Yes, sir. The Falcon launched from the starboard pad, so that’s where her auto-flight will want to set her down again.

“Wouldn’t it be easier to set her down on the flight apron?” Nathan wondered.


Yes, sir, but we don’t know the extent of her damage. If we start trying to remotely manipulate her, we might cause more problems. Safest bet is to let the auto-flight put her back on the starboard pad. Besides, we can get her into pressure faster that way.

“Understood. Tell your fighters to back off and give us room.”


Aye, sir.

“Maybe it would be best if you let the rescue team handle it,” Master Chief Montrose told Marcus.

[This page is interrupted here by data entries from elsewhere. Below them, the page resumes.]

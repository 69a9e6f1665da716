//! The argument chain value
//!
//! A [`ToulminChain`] is immutable. `submit` builds the successor chain and
//! returns it; a rejected submission returns an error and the caller still
//! holds the previous chain unchanged.

use chrono::{DateTime, Utc};
use serde_json::{json, Map, Value};
use uuid::Uuid;

use crate::breaker::{BreakerPolicy, CircuitBreaker};
use crate::components::{
    Backing, Claim, Component, ComponentKind, Data, Qualifier, Rebuttal, Verdict, Vocabulary,
    Warrant,
};
use crate::error::{ToulminError, ToulminResult, ValidationDetails};

use super::render;
use super::state::{dependency_error, ChainSlots, ChainState};

/// Minimum characters in a chain's query, after trimming
pub const QUERY_MIN_CHARS: usize = 10;

/// A Toulmin argument chain for one query.
#[derive(Debug, Clone, PartialEq, Eq)]
pub struct ToulminChain {
    id: Uuid,
    query: String,
    state: ChainState,
    breaker: CircuitBreaker,
    created_at: DateTime<Utc>,
    completed_at: Option<DateTime<Utc>>,
}

impl ToulminChain {
    /// Creates an empty chain.
    ///
    /// # Errors
    ///
    /// ShapeError on field `query` when it has fewer than
    /// [`QUERY_MIN_CHARS`] characters after trimming.
    pub fn new(query: impl Into<String>, policy: BreakerPolicy) -> ToulminResult<Self> {
        let query = validate_query(query.into())?;
        Ok(Self {
            id: Uuid::new_v4(),
            query,
            state: ChainState::Empty,
            breaker: CircuitBreaker::new(policy),
            created_at: Utc::now(),
            completed_at: None,
        })
    }

    /// Builds a chain from already-validated components in one step.
    ///
    /// Dependencies are checked and every breaker is run.
    pub fn from_parts(
        query: impl Into<String>,
        policy: BreakerPolicy,
        slots: ChainSlots,
    ) -> ToulminResult<Self> {
        let mut chain = Self::new(query, policy)?;
        chain.state = ChainState::from_slots(slots)?;
        chain.run_logic_checks()?;
        if chain.is_complete() {
            chain.completed_at = Some(Utc::now());
        }
        Ok(chain)
    }

    /// Returns this chain under a different policy, re-running every breaker.
    pub fn with_policy(&self, policy: BreakerPolicy) -> ToulminResult<Self> {
        let next = Self {
            breaker: CircuitBreaker::new(policy),
            ..self.clone()
        };
        next.run_logic_checks()?;
        Ok(next)
    }

    /// Accepts `component` into its slot, returning the successor chain.
    ///
    /// Prerequisites are checked before the breaker, so a weak Backing with no
    /// Warrant reports the missing Warrant. Resubmitting a populated slot
    /// replaces its occupant.
    ///
    /// # Errors
    ///
    /// - DependencyError naming missing prerequisites
    /// - CircuitBreakerError when the breaker rejects the component's strength
    pub fn submit(&self, component: impl Into<Component>) -> ToulminResult<Self> {
        let component = component.into();
        let kind = component.kind();

        let mut slots = self.state.clone().into_slots();
        let missing = slots.missing_prerequisites(kind);
        if !missing.is_empty() {
            return Err(dependency_error(kind, &missing));
        }

        self.breaker.check(&component)?;
        slots.set(component);

        let next = Self {
            state: ChainState::from_slots(slots)?,
            completed_at: match kind {
                ComponentKind::Verdict => Some(Utc::now()),
                _ => self.completed_at,
            },
            ..self.clone()
        };

        if kind > ComponentKind::Backing {
            next.run_logic_checks()?;
        }
        Ok(next)
    }

    /// Re-applies the breaker to every populated graded slot, in canonical
    /// order.
    pub fn run_logic_checks(&self) -> ToulminResult<()> {
        match (self.state.warrant(), self.state.backing()) {
            (Some(warrant), Some(backing)) => self.breaker.check_bridge(warrant, backing)?,
            (Some(warrant), None) => self.breaker.check_warrant(warrant)?,
            _ => {}
        }
        if let Some(rebuttal) = self.state.rebuttal() {
            self.breaker.check_rebuttal(rebuttal)?;
        }
        Ok(())
    }

    pub fn id(&self) -> Uuid {
        self.id
    }

    pub fn query(&self) -> &str {
        &self.query
    }

    pub fn policy(&self) -> BreakerPolicy {
        self.breaker.policy()
    }

    pub fn created_at(&self) -> DateTime<Utc> {
        self.created_at
    }

    pub fn completed_at(&self) -> Option<DateTime<Utc>> {
        self.completed_at
    }

    /// 0 through 4, derived from which slots are populated
    pub fn phase(&self) -> u8 {
        self.state.phase()
    }

    pub fn is_complete(&self) -> bool {
        self.state.verdict().is_some()
    }

    pub fn data(&self) -> Option<&Data> {
        self.state.data()
    }

    pub fn claim(&self) -> Option<&Claim> {
        self.state.claim()
    }

    pub fn warrant(&self) -> Option<&Warrant> {
        self.state.warrant()
    }

    pub fn backing(&self) -> Option<&Backing> {
        self.state.backing()
    }

    pub fn rebuttal(&self) -> Option<&Rebuttal> {
        self.state.rebuttal()
    }

    pub fn qualifier(&self) -> Option<&Qualifier> {
        self.state.qualifier()
    }

    pub fn verdict(&self) -> Option<&Verdict> {
        self.state.verdict()
    }

    /// Whether the slot for `kind` is populated
    pub fn has(&self, kind: ComponentKind) -> bool {
        self.state.depth() > kind_index(kind)
    }

    /// Unpopulated slots, in canonical order
    pub fn missing(&self) -> Vec<ComponentKind> {
        ComponentKind::ALL
            .iter()
            .copied()
            .filter(|kind| !self.has(*kind))
            .collect()
    }

    /// The next component the chain accepts without a dependency error
    pub fn next_expected(&self) -> Option<ComponentKind> {
        self.missing().first().copied()
    }

    /// Deterministic JSON snapshot.
    ///
    /// Keys are sorted; only populated slots appear. Exporting the same chain
    /// twice yields identical values.
    pub fn export(&self) -> Value {
        let mut root = Map::new();
        root.insert("id".into(), json!(self.id.to_string()));
        root.insert("query".into(), json!(self.query));
        root.insert("phase".into(), json!(self.phase()));
        root.insert("is_complete".into(), json!(self.is_complete()));
        root.insert("created_at".into(), json!(self.created_at.to_rfc3339()));
        root.insert(
            "completed_at".into(),
            json!(self.completed_at.map(|t| t.to_rfc3339())),
        );
        root.insert("policy".into(), json!(self.breaker.policy()));

        let state = &self.state;
        let slots = [
            (ComponentKind::Data, state.data().map(|v| json!(v))),
            (ComponentKind::Claim, state.claim().map(|v| json!(v))),
            (ComponentKind::Warrant, state.warrant().map(|v| json!(v))),
            (ComponentKind::Backing, state.backing().map(|v| json!(v))),
            (ComponentKind::Rebuttal, state.rebuttal().map(|v| json!(v))),
            (ComponentKind::Qualifier, state.qualifier().map(|v| json!(v))),
            (ComponentKind::Verdict, state.verdict().map(|v| json!(v))),
        ];
        for (kind, value) in slots {
            if let Some(value) = value {
                root.insert(kind.as_str().to_string(), value);
            }
        }

        Value::Object(root)
    }

    /// [`export`](Self::export) as pretty-printed JSON text
    pub fn export_json(&self) -> String {
        format!("{:#}", self.export())
    }

    /// Markdown summary, one row per populated slot
    pub fn render_table(&self) -> String {
        render::render_table(&self.state)
    }
}

fn kind_index(kind: ComponentKind) -> usize {
    ComponentKind::ALL
        .iter()
        .position(|k| *k == kind)
        .unwrap_or(ComponentKind::ALL.len())
}

fn validate_query(query: String) -> ToulminResult<String> {
    let trimmed = query.trim();
    let count = trimmed.chars().count();
    if count < QUERY_MIN_CHARS {
        return Err(ToulminError::shape(
            None,
            ValidationDetails::too_short("query", QUERY_MIN_CHARS, count),
        )
        .with_suggestion("Provide a substantive question or topic to analyse"));
    }
    Ok(trimmed.to_string())
}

“What would be best would be for you to get the fuck outta my way unless you like having a broken nose,” Marcus said in all sincerity.

The chief of the boat looked the senior chief in the eyes. He knew his threat was serious. He also knew he could kick the senior chief’s ass without breaking a sweat. And he knew that if it was his kid, he’d feel the same way. “Very well, Marcus. Meet the rescue team on the gun deck. They’re gonna intercept the Falcon as she passes.”

“Thanks,” Marcus grumbled.

“They know what they’re doing, Senior Chief, so don’t get in the team’s way, or you could cost your boy his life.”

Marcus didn’t answer the master chief but turned and ran out the door on his way to the gun deck.